··· INFORMATION

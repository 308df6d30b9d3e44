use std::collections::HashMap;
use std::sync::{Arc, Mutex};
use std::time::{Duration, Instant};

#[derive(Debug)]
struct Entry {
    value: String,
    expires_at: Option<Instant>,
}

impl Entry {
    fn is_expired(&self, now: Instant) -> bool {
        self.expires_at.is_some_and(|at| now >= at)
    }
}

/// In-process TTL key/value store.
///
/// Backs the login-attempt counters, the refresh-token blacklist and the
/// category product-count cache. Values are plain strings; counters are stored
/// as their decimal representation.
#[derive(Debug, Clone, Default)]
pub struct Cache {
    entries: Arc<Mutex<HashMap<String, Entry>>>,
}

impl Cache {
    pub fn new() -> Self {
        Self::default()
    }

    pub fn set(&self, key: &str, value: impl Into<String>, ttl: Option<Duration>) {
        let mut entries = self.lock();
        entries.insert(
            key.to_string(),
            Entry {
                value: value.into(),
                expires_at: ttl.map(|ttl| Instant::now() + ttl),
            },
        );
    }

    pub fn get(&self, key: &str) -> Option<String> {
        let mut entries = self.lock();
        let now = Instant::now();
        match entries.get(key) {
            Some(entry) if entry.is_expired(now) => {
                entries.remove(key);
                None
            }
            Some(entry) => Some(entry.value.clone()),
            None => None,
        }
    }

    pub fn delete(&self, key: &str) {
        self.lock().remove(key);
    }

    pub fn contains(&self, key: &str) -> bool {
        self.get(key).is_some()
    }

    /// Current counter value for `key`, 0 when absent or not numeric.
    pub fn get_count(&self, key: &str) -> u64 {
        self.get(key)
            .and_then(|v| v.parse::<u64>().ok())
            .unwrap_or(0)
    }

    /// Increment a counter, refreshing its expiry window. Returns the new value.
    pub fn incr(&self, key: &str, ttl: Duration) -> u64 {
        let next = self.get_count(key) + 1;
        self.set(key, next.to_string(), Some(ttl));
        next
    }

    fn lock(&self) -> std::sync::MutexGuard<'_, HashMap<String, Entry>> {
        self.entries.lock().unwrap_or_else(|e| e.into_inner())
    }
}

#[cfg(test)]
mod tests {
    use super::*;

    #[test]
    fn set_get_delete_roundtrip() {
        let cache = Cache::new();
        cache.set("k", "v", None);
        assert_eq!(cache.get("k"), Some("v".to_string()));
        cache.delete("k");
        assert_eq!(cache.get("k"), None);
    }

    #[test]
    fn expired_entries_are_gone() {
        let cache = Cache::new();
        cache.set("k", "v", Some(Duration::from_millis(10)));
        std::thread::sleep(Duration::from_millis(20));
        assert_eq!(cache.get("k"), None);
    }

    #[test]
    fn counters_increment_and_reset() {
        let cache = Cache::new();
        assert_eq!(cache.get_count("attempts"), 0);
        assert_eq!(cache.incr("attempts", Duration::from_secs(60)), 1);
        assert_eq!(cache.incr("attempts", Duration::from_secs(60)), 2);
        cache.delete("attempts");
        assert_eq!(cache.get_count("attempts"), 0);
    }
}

······
··· INFORMATION

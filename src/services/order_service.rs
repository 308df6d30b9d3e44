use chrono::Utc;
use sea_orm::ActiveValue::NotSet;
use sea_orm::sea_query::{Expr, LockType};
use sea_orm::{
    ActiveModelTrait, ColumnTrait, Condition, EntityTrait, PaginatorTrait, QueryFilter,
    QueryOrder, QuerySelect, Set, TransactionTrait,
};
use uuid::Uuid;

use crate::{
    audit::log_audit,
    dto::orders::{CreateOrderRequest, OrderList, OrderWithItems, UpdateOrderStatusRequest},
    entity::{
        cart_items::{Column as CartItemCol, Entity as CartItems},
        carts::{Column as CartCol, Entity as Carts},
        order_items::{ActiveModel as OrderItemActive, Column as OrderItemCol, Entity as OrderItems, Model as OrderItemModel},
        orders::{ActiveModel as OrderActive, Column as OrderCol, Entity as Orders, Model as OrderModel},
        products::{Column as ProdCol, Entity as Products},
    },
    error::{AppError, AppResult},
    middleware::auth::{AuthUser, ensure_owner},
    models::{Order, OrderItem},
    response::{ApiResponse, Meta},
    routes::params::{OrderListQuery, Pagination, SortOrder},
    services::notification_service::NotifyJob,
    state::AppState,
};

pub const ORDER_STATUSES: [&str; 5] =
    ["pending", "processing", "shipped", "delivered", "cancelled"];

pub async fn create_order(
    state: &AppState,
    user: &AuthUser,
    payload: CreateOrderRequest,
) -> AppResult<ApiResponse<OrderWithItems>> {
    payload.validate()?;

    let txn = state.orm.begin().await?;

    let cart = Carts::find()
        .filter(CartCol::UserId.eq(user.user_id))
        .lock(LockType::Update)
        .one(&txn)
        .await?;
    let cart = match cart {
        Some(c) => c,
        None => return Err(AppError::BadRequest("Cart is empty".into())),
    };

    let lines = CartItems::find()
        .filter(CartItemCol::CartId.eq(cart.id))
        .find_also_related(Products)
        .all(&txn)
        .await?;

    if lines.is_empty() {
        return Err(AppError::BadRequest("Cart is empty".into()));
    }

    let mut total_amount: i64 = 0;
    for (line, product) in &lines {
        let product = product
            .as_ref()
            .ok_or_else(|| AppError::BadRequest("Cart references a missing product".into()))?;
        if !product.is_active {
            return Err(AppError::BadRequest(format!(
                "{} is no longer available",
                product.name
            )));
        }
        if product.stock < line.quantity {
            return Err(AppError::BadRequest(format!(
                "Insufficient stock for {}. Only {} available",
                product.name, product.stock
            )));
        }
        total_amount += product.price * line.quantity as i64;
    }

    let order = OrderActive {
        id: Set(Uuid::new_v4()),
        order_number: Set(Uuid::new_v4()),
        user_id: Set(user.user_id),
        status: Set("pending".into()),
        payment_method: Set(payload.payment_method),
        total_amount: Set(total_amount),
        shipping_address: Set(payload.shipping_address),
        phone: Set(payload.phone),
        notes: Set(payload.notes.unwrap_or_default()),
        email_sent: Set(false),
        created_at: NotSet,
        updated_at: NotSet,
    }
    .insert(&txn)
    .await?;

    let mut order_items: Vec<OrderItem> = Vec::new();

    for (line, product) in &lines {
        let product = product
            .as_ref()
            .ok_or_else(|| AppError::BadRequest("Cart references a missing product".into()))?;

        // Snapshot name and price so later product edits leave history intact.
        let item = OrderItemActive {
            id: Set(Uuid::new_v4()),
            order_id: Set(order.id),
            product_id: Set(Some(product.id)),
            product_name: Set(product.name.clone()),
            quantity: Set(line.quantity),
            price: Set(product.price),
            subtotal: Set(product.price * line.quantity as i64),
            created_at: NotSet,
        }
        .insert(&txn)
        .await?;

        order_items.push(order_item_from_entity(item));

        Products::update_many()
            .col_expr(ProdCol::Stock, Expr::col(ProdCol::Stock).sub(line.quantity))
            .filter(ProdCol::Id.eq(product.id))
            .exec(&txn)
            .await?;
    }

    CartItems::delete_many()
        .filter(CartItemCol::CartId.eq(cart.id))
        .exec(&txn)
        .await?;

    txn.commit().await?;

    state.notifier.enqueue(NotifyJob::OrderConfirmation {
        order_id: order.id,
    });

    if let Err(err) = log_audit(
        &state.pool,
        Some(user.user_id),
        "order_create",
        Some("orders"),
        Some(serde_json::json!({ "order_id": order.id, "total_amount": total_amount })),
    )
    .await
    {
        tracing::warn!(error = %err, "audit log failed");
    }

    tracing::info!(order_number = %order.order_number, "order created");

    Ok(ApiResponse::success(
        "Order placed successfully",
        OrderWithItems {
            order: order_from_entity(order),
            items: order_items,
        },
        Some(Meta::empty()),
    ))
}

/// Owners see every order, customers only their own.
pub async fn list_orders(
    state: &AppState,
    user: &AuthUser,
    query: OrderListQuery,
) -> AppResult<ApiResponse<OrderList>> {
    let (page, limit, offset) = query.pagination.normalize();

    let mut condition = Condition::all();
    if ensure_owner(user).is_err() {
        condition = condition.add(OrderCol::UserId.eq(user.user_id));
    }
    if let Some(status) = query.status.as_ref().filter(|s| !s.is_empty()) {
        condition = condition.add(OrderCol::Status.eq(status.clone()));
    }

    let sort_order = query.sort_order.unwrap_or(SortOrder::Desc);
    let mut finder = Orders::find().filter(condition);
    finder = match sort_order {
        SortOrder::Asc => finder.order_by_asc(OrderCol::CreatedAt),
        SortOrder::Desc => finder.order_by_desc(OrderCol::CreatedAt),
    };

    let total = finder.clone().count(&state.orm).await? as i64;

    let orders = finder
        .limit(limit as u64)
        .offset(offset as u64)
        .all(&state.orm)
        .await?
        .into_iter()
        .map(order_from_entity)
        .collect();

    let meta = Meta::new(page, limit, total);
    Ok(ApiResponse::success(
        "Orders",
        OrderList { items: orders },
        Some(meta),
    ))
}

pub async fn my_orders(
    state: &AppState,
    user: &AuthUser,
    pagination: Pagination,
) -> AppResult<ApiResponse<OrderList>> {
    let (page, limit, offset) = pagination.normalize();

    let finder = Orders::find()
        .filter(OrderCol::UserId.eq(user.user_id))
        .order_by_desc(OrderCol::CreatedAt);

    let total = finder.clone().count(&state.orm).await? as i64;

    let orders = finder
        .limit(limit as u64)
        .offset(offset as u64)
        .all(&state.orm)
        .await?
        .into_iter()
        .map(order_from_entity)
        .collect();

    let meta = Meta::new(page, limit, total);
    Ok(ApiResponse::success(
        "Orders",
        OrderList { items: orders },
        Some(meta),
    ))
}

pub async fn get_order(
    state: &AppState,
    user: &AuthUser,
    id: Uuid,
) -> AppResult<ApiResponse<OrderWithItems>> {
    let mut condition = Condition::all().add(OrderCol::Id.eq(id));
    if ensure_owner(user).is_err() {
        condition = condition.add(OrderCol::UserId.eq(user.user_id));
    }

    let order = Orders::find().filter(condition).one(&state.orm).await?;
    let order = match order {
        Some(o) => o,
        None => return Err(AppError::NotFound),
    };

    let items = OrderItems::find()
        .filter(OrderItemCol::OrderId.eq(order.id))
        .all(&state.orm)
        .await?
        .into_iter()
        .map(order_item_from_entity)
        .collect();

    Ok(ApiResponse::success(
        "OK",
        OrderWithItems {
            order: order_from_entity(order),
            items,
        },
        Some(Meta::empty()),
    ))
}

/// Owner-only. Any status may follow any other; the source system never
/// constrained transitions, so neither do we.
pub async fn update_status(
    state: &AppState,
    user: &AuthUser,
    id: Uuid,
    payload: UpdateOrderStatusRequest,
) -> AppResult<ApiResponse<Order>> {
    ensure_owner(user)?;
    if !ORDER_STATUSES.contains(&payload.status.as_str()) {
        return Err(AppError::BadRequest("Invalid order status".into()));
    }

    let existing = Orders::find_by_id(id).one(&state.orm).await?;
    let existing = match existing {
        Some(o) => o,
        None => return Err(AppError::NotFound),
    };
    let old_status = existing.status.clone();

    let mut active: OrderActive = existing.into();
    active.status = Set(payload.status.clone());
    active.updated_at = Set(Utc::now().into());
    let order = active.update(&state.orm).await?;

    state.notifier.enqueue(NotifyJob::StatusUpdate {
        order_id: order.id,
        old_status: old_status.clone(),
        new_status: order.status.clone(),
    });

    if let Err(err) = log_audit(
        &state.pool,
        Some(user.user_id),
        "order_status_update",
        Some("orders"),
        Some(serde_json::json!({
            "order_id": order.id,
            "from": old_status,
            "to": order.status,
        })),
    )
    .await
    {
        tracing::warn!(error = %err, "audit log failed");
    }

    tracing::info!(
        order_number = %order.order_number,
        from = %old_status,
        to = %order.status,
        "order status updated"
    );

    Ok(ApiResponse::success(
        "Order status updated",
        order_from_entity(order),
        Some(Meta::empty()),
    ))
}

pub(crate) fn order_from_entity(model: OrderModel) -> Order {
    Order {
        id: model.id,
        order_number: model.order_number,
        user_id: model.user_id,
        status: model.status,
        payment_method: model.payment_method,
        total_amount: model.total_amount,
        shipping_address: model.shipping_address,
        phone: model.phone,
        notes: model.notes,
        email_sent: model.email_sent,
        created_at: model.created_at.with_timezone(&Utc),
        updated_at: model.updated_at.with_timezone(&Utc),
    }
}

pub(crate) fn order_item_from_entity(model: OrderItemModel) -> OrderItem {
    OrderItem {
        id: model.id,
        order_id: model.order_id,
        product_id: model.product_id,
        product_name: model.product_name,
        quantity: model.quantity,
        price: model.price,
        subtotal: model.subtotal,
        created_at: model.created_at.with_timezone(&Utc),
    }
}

······

**YOUR GOAL:**
Using the listing above, gather each line that holds the string "crate" and copy it.

**ANSWER SPACE:**
use crate::{
pub(crate) fn order_from_entity(model: OrderModel) -> Order {
pub(crate) fn order_item_from_entity(model: OrderItemModel) -> OrderItem {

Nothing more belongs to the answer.